=== What you should do ===
An exact copy of the line containing "data.records.push(record);" and of every line after it, through the last line of the material, is what should be returned.

=== Data for analysis ===
========================================================================
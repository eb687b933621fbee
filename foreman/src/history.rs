//! Host-side chat history seam.
//!
//! The user-visible message history (titles, rendered transcripts) belongs
//! to the embedding host, not to the graph. The orchestrator writes user
//! and assistant messages through this trait; everything else about the
//! store is the host's business. [`InMemoryHistory`] serves tests and
//! hosts that do not persist chat history themselves.

use std::collections::HashMap;
use std::sync::Mutex;

use async_trait::async_trait;
use chrono::{DateTime, Utc};
use serde::{Deserialize, Serialize};

use crate::error::{EngineError, Result};

/// One user-visible chat session.
#[derive(Debug, Clone, PartialEq, Eq, Serialize, Deserialize)]
pub struct ChatSession {
    /// Thread id, shared with the graph.
    pub id: String,
    /// Display title.
    pub title: String,
    /// Creation time.
    pub created_at: DateTime<Utc>,
    /// Last update time.
    pub updated_at: DateTime<Utc>,
}

/// One stored chat message.
#[derive(Debug, Clone, PartialEq, Eq, Serialize, Deserialize)]
pub struct ChatRecord {
    /// `"user"` or `"assistant"`.
    pub role: String,
    /// Message text.
    pub content: String,
    /// When the message was stored.
    pub created_at: DateTime<Utc>,
}

impl ChatRecord {
    /// Create a user record stamped now.
    #[must_use]
    pub fn user(content: impl Into<String>) -> Self {
        Self {
            role: "user".to_owned(),
            content: content.into(),
            created_at: Utc::now(),
        }
    }

    /// Create an assistant record stamped now.
    #[must_use]
    pub fn assistant(content: impl Into<String>) -> Self {
        Self {
            role: "assistant".to_owned(),
            content: content.into(),
            created_at: Utc::now(),
        }
    }
}

/// Host-side chat history operations.
#[async_trait]
pub trait HistoryStore: Send + Sync {
    /// Create a session. Creating an existing id is an error.
    async fn create(&self, thread_id: &str, title: &str) -> Result<ChatSession>;

    /// List sessions, most recently updated first.
    async fn list(&self) -> Result<Vec<ChatSession>>;

    /// Load a session's messages in insertion order.
    async fn load(&self, thread_id: &str) -> Result<Vec<ChatRecord>>;

    /// Append a message, creating the session implicitly if needed.
    async fn append(&self, thread_id: &str, record: ChatRecord) -> Result<()>;

    /// Rename a session.
    async fn update_title(&self, thread_id: &str, title: &str) -> Result<()>;

    /// Delete a session and its messages.
    async fn delete(&self, thread_id: &str) -> Result<()>;
}

#[derive(Debug, Default)]
struct SessionData {
    session: Option<ChatSession>,
    records: Vec<ChatRecord>,
}

/// History store keeping everything in process memory.
#[derive(Debug, Default)]
pub struct InMemoryHistory {
    sessions: Mutex<HashMap<String, SessionData>>,
}

impl InMemoryHistory {
    /// Create an empty store.
    #[must_use]
    pub fn new() -> Self {
        Self::default()
    }

    fn lock(&self) -> Result<std::sync::MutexGuard<'_, HashMap<String, SessionData>>> {
        self.sessions
            .lock()
            .map_err(|e| EngineError::internal(format!("history lock poisoned: {e}")))
    }

    fn new_session(thread_id: &str, title: &str) -> ChatSession {
        let now = Utc::now();
        ChatSession {
            id: thread_id.to_owned(),
            title: title.to_owned(),
            created_at: now,
            updated_at: now,
        }
    }
}

#[async_trait]
impl HistoryStore for InMemoryHistory {
    async fn create(&self, thread_id: &str, title: &str) -> Result<ChatSession> {
        let mut sessions = self.lock()?;
        let data = sessions.entry(thread_id.to_owned()).or_default();
        if data.session.is_some() {
            return Err(EngineError::internal(format!(
                "session '{thread_id}' already exists"
            )));
        }
        let session = Self::new_session(thread_id, title);
        data.session = Some(session.clone());
        Ok(session)
    }

    async fn list(&self) -> Result<Vec<ChatSession>> {
        let sessions = self.lock()?;
        let mut all: Vec<ChatSession> = sessions
            .values()
            .filter_map(|d| d.session.clone())
            .collect();
        all.sort_by(|a, b| b.updated_at.cmp(&a.updated_at));
        Ok(all)
    }

    async fn load(&self, thread_id: &str) -> Result<Vec<ChatRecord>> {
        let sessions = self.lock()?;
        Ok(sessions
            .get(thread_id)
            .map(|d| d.records.clone())
            .unwrap_or_default())
    }

    async fn append(&self, thread_id: &str, record: ChatRecord) -> Result<()> {
        let mut sessions = self.lock()?;
        let data = sessions.entry(thread_id.to_owned()).or_default();
        if data.session.is_none() {
            data.session = Some(Self::new_session(thread_id, "New chat"));
        }
        if let Some(session) = &mut data.session {
            session.updated_at = Utc::now();
        }
        data.records.push(record);
        Ok(())
    }

    async fn update_title(&self, thread_id: &str, title: &str) -> Result<()> {
        let mut sessions = self.lock()?;
        let session = sessions
            .get_mut(thread_id)
            .and_then(|d| d.session.as_mut())
            .ok_or_else(|| EngineError::internal(format!("unknown session '{thread_id}'")))?;
        session.title = title.to_owned();
        session.updated_at = Utc::now();
        Ok(())
    }

    async fn delete(&self, thread_id: &str) -> Result<()> {
        self.lock()?.remove(thread_id);
        Ok(())
    }
}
========================================================================
=== Answer below ===
        data.records.push(record);
        Ok(())
    }

    async fn update_title(&self, thread_id: &str, title: &str) -> Result<()> {
        let mut sessions = self.lock()?;
        let session = sessions
            .get_mut(thread_id)
            .and_then(|d| d.session.as_mut())
            .ok_or_else(|| EngineError::internal(format!("unknown session '{thread_id}'")))?;
        session.title = title.to_owned();
        session.updated_at = Utc::now();
        Ok(())
    }

    async fn delete(&self, thread_id: &str) -> Result<()> {
        self.lock()?.remove(thread_id);
        Ok(())
    }
}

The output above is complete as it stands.